# NorthFace Futurelight...any feedback/reviews?



## wrathfuldeity (Oct 5, 2007)

I'm in the market for a new jacket..have been using a TREW Cosmic jacket, its about 5-7 yrs old and has worked great...but getting a ragged. Thinking about something lighter but it needs to be bombproof...have arcteryx stuff but don't like the tailored cut and the pockets are crap. Just wondering how its working for real users. Btw, at Baker in the wet and heavy PNW poo. So it can be raining and mild temps...thus absolutely required waterproofness, breathability and pit/airflow. What say ye? Pray ye all for snow!


----------



## CocaCola Kicker (Jan 30, 2019)

Patagonia Snowdrifter


----------



## Motogp990 (Mar 10, 2013)

I ride Whistler, which is pretty similar conditions as Baker.

I currently wear a Burton Hover jacket. I'm a big proponent on goretex 3L pro. 

My list of "best" jackets are either Burton or The North Face but only the gore 3L pro versions.
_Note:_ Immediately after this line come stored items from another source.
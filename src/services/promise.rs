// src/services/promise.rs
use chrono::NaiveDate;

use crate::error::{DateRejection, PromiseRejection};

/// Furthest a commitment date may be from today.
pub const MAX_COMMITMENT_DAYS: i64 = 90;

const DATE_FORMAT: &str = "%Y-%m-%d";

/// Where a collections conversation stands.
#[derive(Clone, Copy, Debug, Default, PartialEq, Eq)]
pub enum Step {
    #[default]
    AskingId,
    AskingCause,
    AskingAmount,
    AskingDate,
    AskingChannel,
    AskingConfirmation,
    Closed,
}

/// How willing the client looks, judged by how soon they commit to pay.
#[derive(Clone, Copy, Debug, PartialEq, Eq)]
pub enum PaymentIntent {
    High,
    Medium,
    Low,
}

impl PaymentIntent {
    pub fn from_lead_days(days: i64) -> Self {
        match days {
            ..=30 => PaymentIntent::High,
            31..=60 => PaymentIntent::Medium,
            _ => PaymentIntent::Low,
        }
    }

    pub fn as_str(self) -> &'static str {
        match self {
            PaymentIntent::High => "alta",
            PaymentIntent::Medium => "media",
            PaymentIntent::Low => "baja",
        }
    }
}

/// Per-session negotiation data, filled in step by step.
#[derive(Clone, Debug, Default, PartialEq)]
pub struct PromiseCase {
    pub step: Step,
    pub client_id: Option<String>,
    pub cause: Option<String>,
    pub amount: Option<f64>,
    pub date: Option<NaiveDate>,
    pub channel: Option<String>,
    pub intent: Option<PaymentIntent>,
    pub promise_id: Option<u32>,
}

/// Accepts dates after `today` and at most [`MAX_COMMITMENT_DAYS`] away.
pub fn validate_commitment_date(input: &str, today: NaiveDate) -> Result<NaiveDate, DateRejection> {
    let date = NaiveDate::parse_from_str(input.trim(), DATE_FORMAT)
        .map_err(|_| DateRejection::BadFormat)?;

    if date <= today {
        return Err(DateRejection::NotInFuture);
    }
    if (date - today).num_days() > MAX_COMMITMENT_DAYS {
        return Err(DateRejection::TooFar { max_days: MAX_COMMITMENT_DAYS });
    }
    Ok(date)
}

/// Confirmation text for a valid date.
pub fn date_accepted(date: NaiveDate) -> String {
    format!("✅ Fecha válida: {}", date.format(DATE_FORMAT))
}

/// Simulated registration: no store behind it, every promise gets id 1.
pub fn register_promise(
    client_id: &str,
    amount: f64,
    commitment_date: &str,
    notes: &str,
) -> Result<(u32, String), PromiseRejection> {
    if amount <= 0.0 {
        return Err(PromiseRejection::NonPositiveAmount);
    }
    NaiveDate::parse_from_str(commitment_date, DATE_FORMAT).map_err(|_| PromiseRejection::BadDate)?;

    let promise_id = 1;
    let notes = if notes.trim().is_empty() { "Ninguna" } else { notes.trim() };
    let receipt = format!(
        "✅ Promesa de pago registrada (simulada).\n\
         ID promesa: {}\n\
         Cliente: {}\n\
         Monto: ${:.2}\n\
         Fecha compromiso: {}\n\
         Obs: {}",
        promise_id, client_id, amount, commitment_date, notes
    );
    Ok((promise_id, receipt))
}

/// First number in the text, commas read as decimal points.
pub fn parse_amount(text: &str) -> Option<f64> {
    let start = text.find(|c: char| c.is_ascii_digit())?;
    let number: String = text[start..]
        .chars()
        .take_while(|c| c.is_ascii_digit() || *c == '.' || *c == ',')
        .map(|c| if c == ',' { '.' } else { c })
        .collect();
    number.trim_end_matches('.').parse().ok()
}

/// The first word holding a digit, stripped of surrounding punctuation.
/// Falls back to the whole text so format errors still get reported.
pub fn date_candidate(text: &str) -> &str {
    text.split_whitespace()
        .find(|word| word.chars().any(|c| c.is_ascii_digit()))
        .map(|word| word.trim_matches(|c: char| !c.is_ascii_digit()))
        .unwrap_or_else(|| text.trim())
}

pub fn payment_channel(text: &str) -> &'static str {
    let lower = text.to_lowercase();
    ["transferencia", "ventanilla", "tarjeta"]
        .into_iter()
        .find(|channel| lower.contains(channel))
        .unwrap_or("otro")
}
use std::{io, sync::Arc, time::Duration};

use anyhow::Context;
use chat_widget::{
    config::{ServerConfig, WidgetConfig},
    routes,
    services::backend_client::HttpBackend,
    state::AppState,
    widget::{
        ChatWidget, Controls,
        terminal::{LineActivations, LineBuffer, TerminalDispatch, TerminalSurface},
    },
};
use clap::{Parser, Subcommand};
use tracing::info;
use tracing_subscriber::EnvFilter;

#[derive(Parser, Debug)]
#[command(author, version, about, long_about = None)]
struct Cli {
    #[command(subcommand)]
    command: Command,
}

#[derive(Subcommand, Debug)]
enum Command {
    /// Chat with the backend from the terminal
    Chat {
        /// Chat endpoint URL
        #[arg(long, env = "CHAT_API_URL")]
        endpoint: Option<String>,

        /// Session id sent with every message
        #[arg(long, env = "CHAT_SESSION_ID")]
        session_id: Option<String>,
    },
    /// Run the development chat backend
    Serve {
        #[arg(long)]
        host: Option<String>,

        #[arg(long)]
        port: Option<u16>,
    },
}

#[tokio::main]
async fn main() -> anyhow::Result<()> {
    // .env first so clap's env fallbacks see it
    let _ = dotenvy::dotenv();

    tracing_subscriber::fmt()
        .with_env_filter(EnvFilter::try_from_default_env().unwrap_or_else(|_| EnvFilter::new("info")))
        .with_writer(io::stderr)
        .init();

    match Cli::parse().command {
        Command::Chat { endpoint, session_id } => {
            let mut config = WidgetConfig::from_env();
            if let Some(endpoint) = endpoint {
                config.endpoint_url = endpoint;
            }
            if let Some(session_id) = session_id {
                config.session_id = session_id;
            }
            chat(config).await
        }
        Command::Serve { host, port } => {
            let mut config = ServerConfig::from_env()?;
            if let Some(host) = host {
                config.host = host;
            }
            if let Some(port) = port {
                config.port = port;
            }
            serve(config).await
        }
    }
}

async fn chat(config: WidgetConfig) -> anyhow::Result<()> {
    let backend = HttpBackend::new(config.endpoint_url.clone());
    let input = LineBuffer::default();
    let controls = Controls {
        surface: TerminalSurface::new(io::stdout()),
        input: input.clone(),
        dispatch: TerminalDispatch::default(),
    };

    let mut widget = ChatWidget::new(config, backend, controls);
    let mut activations = LineActivations::new(tokio::io::stdin(), input);
    widget.run(&mut activations).await;
    Ok(())
}

async fn serve(config: ServerConfig) -> anyhow::Result<()> {
    let state = Arc::new(AppState::new(config.session_ttl));

    let sessions = state.sessions.clone();
    tokio::spawn(async move {
        let period = sessions.ttl().clamp(Duration::from_secs(1), Duration::from_secs(60));
        let mut tick = tokio::time::interval(period);
        loop {
            tick.tick().await;
            let removed = sessions.purge_expired().await;
            if removed > 0 {
                info!(removed, "purged idle sessions");
            }
        }
    });

    let app = routes::create_router().with_state(state);

    let addr = config.bind_addr();
    let listener = tokio::net::TcpListener::bind(&addr)
        .await
        .with_context(|| format!("failed to bind {}", addr))?;

    info!("chat backend running at http://{}", addr);
    axum::serve(listener, app).await.context("server error")?;
    Ok(())
}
I owned a TNF Free Thinker back when it was gore 3L pro and really liked it. 
I've also owned different versions of their Brigandine Fuse jackets but they were hyvent/dryvent/fuse form or whatever TNF were calling their proprietary waterproofing membrane versions. I felt they performed noticeable inferior to any Gore 3L pro jacket I've owned.

I bought a pair of TNF A-cad futurelight bibs last spring. I've ridden them a handful of times in the spring and they were good but warm spring riding is not a good test for soggy mid winter conditions.

Just going by feel, the Futurelight bib doesn't feel as bombproof as my hover jacket or gore 3L pro in general.

It is however very comfortable. It's not as stiff as 3L pro.

I'll be able to give better feedback mid season after I've slid on my ass on ice sheet groomers, crashed in the park, bulldoze through trees and sat on chairlift puddles.

That all being said, right now with my limited experience, if I could only choose 1, I'd still pick Goretex 3L pro. But if you can get get some Futurelight at a good price, I'd say it's worth a try.


----------



## wrathfuldeity (Oct 5, 2007)

Motogp990 said:


> I ride Whistler, which is pretty similar conditions as Baker.
> 
> I currently wear a Burton Hover jacket. I'm a big proponent on goretex 3L pro.
> 
> ...


Thanks for the info!


----------



## htfu (Mar 18, 2015)

i'm also interested in the futurelight, but it needs to be solid as i'm very hard on gear


----------



## Kevington (Feb 8, 2018)

I'm originally from the West coast of Scotland, it's as wet as PNW and coincidentally or not, where a lot of the place names over there come from. Last time was back I spoke to a shop guy about Futurelight and he said he'd had a lot of complaints about the waterproofing and that generally speaking it was not a good product for our climate. Its designed to be thin, soft and ultra breathable at the expense of being highly waterproof. The aim when designing it was to not even need zippered venting. He said it was for 'high and dry' activities like alpine mountaineering. If you ride wet snow and rain and want something burly then I'd look at other fabrics. As previously mentioned, Gore tex pro is the top choice.


----------



## Powdertrax (Jan 28, 2018)

I’ve been riding Arcteryx Sidewinders for over 20 years and swear by it, durable as hell, water and wind proof, but I totally understand the dislike of their ”tailored fit”. I run hot so luckily I don’t have to layer much keeping the fit tolerable. In recent years I think they’ve designed a couple jackets with more of a relaxed fit, I know they’re speedy as hell but as I mentioned one of my Sidewinders is over twenty years old and still bombproof.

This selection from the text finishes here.